==== Source material ====
//! Statutory deduction estimation.
//!
//! Withholding tax is estimated on an annual basis (rate applied to the
//! income above the exemption) and prorated over the 24 semi-monthly pay
//! periods of the year. The SSS, PhilHealth, and Pag-IBIG contributions
//! are monthly amounts halved for semi-monthly application. The two
//! shapes are deliberately kept distinct rather than folded into one
//! formula.

use rust_decimal::Decimal;
use serde::{Deserialize, Serialize};

use crate::config::CompensationConfig;

/// Semi-monthly pay periods in a year.
const SEMI_MONTHLY_PERIODS_PER_YEAR: Decimal = Decimal::from_parts(24, 0, 0, false, 0);

/// Months in a year.
const MONTHS_PER_YEAR: Decimal = Decimal::from_parts(12, 0, 0, false, 0);

/// The statutory deductions withheld from one semi-monthly pay period.
#[derive(Debug, Clone, PartialEq, Eq, Serialize, Deserialize)]
pub struct DeductionBreakdown {
    /// Withholding tax share (annual estimate over 24 periods).
    pub withholding_tax: Decimal,
    /// Social insurance (SSS) share.
    pub social_insurance: Decimal,
    /// Health insurance (PhilHealth) share.
    pub health_insurance: Decimal,
    /// Housing fund (Pag-IBIG) share.
    pub housing_fund: Decimal,
    /// Sum of all shares.
    pub total: Decimal,
}

/// Estimates the annual withholding tax for the configured salary.
///
/// The configured rate applies to the portion of annual income above the
/// exemption; income at or below the exemption owes nothing.
pub fn annual_withholding_tax(config: &CompensationConfig) -> Decimal {
    let annual_salary = config.salary.monthly * MONTHS_PER_YEAR;
    let taxable = (annual_salary - config.deductions.annual_tax_exemption).max(Decimal::ZERO);
    taxable * config.deductions.withholding_tax_rate
}

/// The monthly social insurance contribution.
pub fn monthly_social_insurance(config: &CompensationConfig) -> Decimal {
    config.salary.monthly * config.deductions.social_insurance_rate
}

/// The monthly health insurance contribution, floored and capped.
pub fn monthly_health_insurance(config: &CompensationConfig) -> Decimal {
    (config.salary.monthly * config.deductions.health_insurance_rate)
        .max(config.deductions.health_contribution_floor)
        .min(config.deductions.health_contribution_cap)
}

/// The monthly housing fund contribution, capped.
pub fn monthly_housing_fund(config: &CompensationConfig) -> Decimal {
    (config.salary.monthly * config.deductions.housing_fund_rate)
        .min(config.deductions.housing_contribution_cap)
}

/// Computes the deductions withheld from one semi-monthly period.
///
/// These are process-wide figures derived from the configuration alone;
/// they do not vary per period.
///
/// # Example
///
/// ```no_run
/// use paywatch::calculation::semi_monthly_deductions;
/// use paywatch::config::ConfigLoader;
///
/// let config = ConfigLoader::load("config/paywatch").unwrap().into_config();
/// let deductions = semi_monthly_deductions(&config);
/// assert!(deductions.total > rust_decimal::Decimal::ZERO);
/// ```
pub fn semi_monthly_deductions(config: &CompensationConfig) -> DeductionBreakdown {
    let withholding_tax = annual_withholding_tax(config) / SEMI_MONTHLY_PERIODS_PER_YEAR;
    let social_insurance = monthly_social_insurance(config) / Decimal::TWO;
    let health_insurance = monthly_health_insurance(config) / Decimal::TWO;
    let housing_fund = monthly_housing_fund(config) / Decimal::TWO;

    DeductionBreakdown {
        withholding_tax,
        social_insurance,
        health_insurance,
        housing_fund,
        total: withholding_tax + social_insurance + health_insurance + housing_fund,
    }
}
//! Performance benchmarks for the earnings tracker.
//!
//! This benchmark suite verifies that the calculation engine keeps a
//! one-second tick cadence comfortable:
//! - Night overlap computation: < 1μs mean
//! - Single weekday breakdown: < 5μs mean
//! - Full period aggregation: < 100μs mean
//! - One engine tick (live view + both periods): < 500μs mean
//!
//! Run with: `cargo bench`
//! HTML reports are generated in `target/criterion/`

use criterion::{BenchmarkId, Criterion, black_box, criterion_group, criterion_main};

use chrono::{NaiveDate, NaiveDateTime, NaiveTime};
use rust_decimal::Decimal;
use std::str::FromStr;

use paywatch::calculation::{
    aggregate_period, calculate_weekday_breakdown, night_overlap_hours,
};
use paywatch::config::{
    CompensationConfig, DeductionConfig, PremiumConfig, SalaryConfig, ScheduleConfig,
};
use paywatch::engine::PayrollTracker;
use paywatch::models::{Period, WeekendShiftEntry};
use paywatch::storage::MemoryStore;

fn dec(s: &str) -> Decimal {
    Decimal::from_str(s).unwrap()
}

fn bench_config() -> CompensationConfig {
    CompensationConfig {
        salary: SalaryConfig {
            monthly: dec("35200"),
            working_days_per_month: dec("22"),
            standard_hours_per_day: dec("8"),
            de_minimis_allowance: dec("2000"),
        },
        premiums: PremiumConfig {
            night_differential_rate: dec("0.10"),
            overtime_multiplier: dec("1.25"),
            rest_day_multiplier: dec("1.30"),
            rest_day_excess_multiplier: dec("1.69"),
        },
        schedule: ScheduleConfig {
            shift_start_hour: 22,
            shift_end_hour: 8,
            scheduled_paid_hours: dec("9"),
            unpaid_break_hours: dec("1"),
            grace_period_minutes: 15,
        },
        deductions: DeductionConfig {
            withholding_tax_rate: dec("0.15"),
            annual_tax_exemption: dec("250000"),
            social_insurance_rate: dec("0.05"),
            health_insurance_rate: dec("0.025"),
            health_contribution_floor: dec("250"),
            health_contribution_cap: dec("2500"),
            housing_fund_rate: dec("0.02"),
            housing_contribution_cap: dec("200"),
        },
    }
}

fn datetime(s: &str) -> NaiveDateTime {
    NaiveDateTime::parse_from_str(s, "%Y-%m-%d %H:%M:%S").unwrap()
}

fn date(s: &str) -> NaiveDate {
    NaiveDate::parse_from_str(s, "%Y-%m-%d").unwrap()
}

/// Benchmark: night overlap computation across representative starts.
fn bench_night_overlap(c: &mut Criterion) {
    let mut group = c.benchmark_group("night_overlap");
    for (label, hour) in [("window_open", 22), ("daytime", 10), ("early_morning", 1)] {
        let start = NaiveTime::from_hms_opt(hour, 0, 0).unwrap();
        group.bench_with_input(BenchmarkId::from_parameter(label), &start, |b, start| {
            b.iter(|| night_overlap_hours(black_box(dec("9.5")), black_box(*start)))
        });
    }
    group.finish();
}

/// Benchmark: single weekday breakdown including overtime split.
fn bench_weekday_breakdown(c: &mut Criterion) {
    let config = bench_config();
    c.bench_function("weekday_breakdown", |b| {
        b.iter(|| calculate_weekday_breakdown(black_box(dec("9.75")), &config))
    });
}

/// Benchmark: full period aggregation with a populated month.
fn bench_period_aggregation(c: &mut Criterion) {
    let config = bench_config();

    let mut recorded = std::collections::BTreeMap::new();
    for day in ["03", "04", "05", "06", "07", "10", "11"] {
        recorded.insert(date(&format!("2026-08-{day}")), dec("1960.00"));
    }

    let mut weekend = std::collections::BTreeMap::new();
    for day in ["01", "08"] {
        weekend.insert(
            date(&format!("2026-08-{day}")),
            WeekendShiftEntry::new(dec("8"), NaiveTime::from_hms_opt(22, 0, 0).unwrap())
                .unwrap(),
        );
    }

    c.bench_function("period_aggregation", |b| {
        b.iter(|| {
            aggregate_period(
                black_box(Period::First),
                black_box(date("2026-08-06")),
                &recorded,
                &weekend,
                &config,
            )
        })
    });
}

/// Benchmark: one full engine tick, the per-second hot path.
fn bench_engine_tick(c: &mut Criterion) {
    let mut tracker = PayrollTracker::new(bench_config(), MemoryStore::new());
    let now = datetime("2026-08-04 03:00:00");
    tracker.tick(now);

    c.bench_function("engine_tick", |b| {
        b.iter(|| tracker.tick(black_box(now)))
    });
}

criterion_group!(
    benches,
    bench_night_overlap,
    bench_weekday_breakdown,
    bench_period_aggregation,
    bench_engine_tick
);
criterion_main!(benches);
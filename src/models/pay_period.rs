//! Semi-monthly pay period model.
//!
//! A calendar month is partitioned into two pay periods: the 1st through
//! the 15th, and the 16th through the end of the month. Each period earns
//! a fixed half of the monthly base salary.

use chrono::{Datelike, Months, NaiveDate};
use serde::{Deserialize, Serialize};

/// Identifies one of the two pay periods of a month.
#[derive(Debug, Clone, Copy, PartialEq, Eq, Hash, Serialize, Deserialize)]
#[serde(rename_all = "snake_case")]
pub enum Period {
    /// Days 1-15.
    First,
    /// Day 16 through the end of the month.
    Second,
}

impl std::fmt::Display for Period {
    fn fmt(&self, f: &mut std::fmt::Formatter<'_>) -> std::fmt::Result {
        match self {
            Period::First => write!(f, "Period 1"),
            Period::Second => write!(f, "Period 2"),
        }
    }
}

/// A concrete semi-monthly pay period with its inclusive date range.
///
/// # Example
///
/// ```
/// use paywatch::models::{PayPeriod, Period};
/// use chrono::NaiveDate;
///
/// let anchor = NaiveDate::from_ymd_opt(2026, 8, 6).unwrap();
/// let period = PayPeriod::for_date(Period::Second, anchor);
///
/// assert_eq!(period.start_date, NaiveDate::from_ymd_opt(2026, 8, 16).unwrap());
/// assert_eq!(period.end_date, NaiveDate::from_ymd_opt(2026, 8, 31).unwrap());
/// assert!(period.contains_date(NaiveDate::from_ymd_opt(2026, 8, 20).unwrap()));
/// ```
#[derive(Debug, Clone, Copy, PartialEq, Eq, Serialize, Deserialize)]
pub struct PayPeriod {
    /// Which half of the month this is.
    pub period: Period,
    /// The first date of the period (inclusive).
    pub start_date: NaiveDate,
    /// The last date of the period (inclusive).
    pub end_date: NaiveDate,
}

impl PayPeriod {
    /// Builds the pay period of the month containing `anchor`.
    ///
    /// Any date of the month works as the anchor; the engine passes the
    /// current date.
    pub fn for_date(period: Period, anchor: NaiveDate) -> Self {
        let first_of_month = anchor.with_day(1).expect("day 1 exists in every month");

        let (start_date, end_date) = match period {
            Period::First => (
                first_of_month,
                first_of_month
                    .with_day(15)
                    .expect("day 15 exists in every month"),
            ),
            Period::Second => (
                first_of_month
                    .with_day(16)
                    .expect("day 16 exists in every month"),
                Self::last_day_of_month(first_of_month),
            ),
        };

        Self {
            period,
            start_date,
            end_date,
        }
    }

    /// Returns the last calendar date of the month containing `date`.
    fn last_day_of_month(date: NaiveDate) -> NaiveDate {
        date.with_day(1)
            .expect("day 1 exists in every month")
            .checked_add_months(Months::new(1))
            .and_then(|next| next.pred_opt())
            .expect("last day of month is representable")
    }

    /// Checks if a given date falls within this pay period (inclusive).
    pub fn contains_date(&self, date: NaiveDate) -> bool {
        date >= self.start_date && date <= self.end_date
    }

    /// Enumerates the dates of the period in order.
    ///
    /// The iterator is finite and can be restarted by calling the method
    /// again.
    pub fn dates(&self) -> impl Iterator<Item = NaiveDate> + '_ {
        let end = self.end_date;
        self.start_date.iter_days().take_while(move |d| *d <= end)
    }

    /// Formats a human-readable title such as `"August 1-15, 2026"`.
    pub fn title(&self) -> String {
        format!(
            "{} {}\u{2013}{}, {}",
            month_name(self.start_date.month()),
            self.start_date.day(),
            self.end_date.day(),
            self.start_date.year()
        )
    }
}

/// Returns the English name of a month number (1-12).
fn month_name(month: u32) -> &'static str {
    match month {
        1 => "January",
        2 => "February",
        3 => "March",
        4 => "April",
        5 => "May",
        6 => "June",
        7 => "July",
        8 => "August",
        9 => "September",
        10 => "October",
        11 => "November",
        _ => "December",
    }
}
====
• [Action item]: Whenever a line of the records above contains the word "mean", it counts toward the total; give that total alone.

• [The completed task]: 4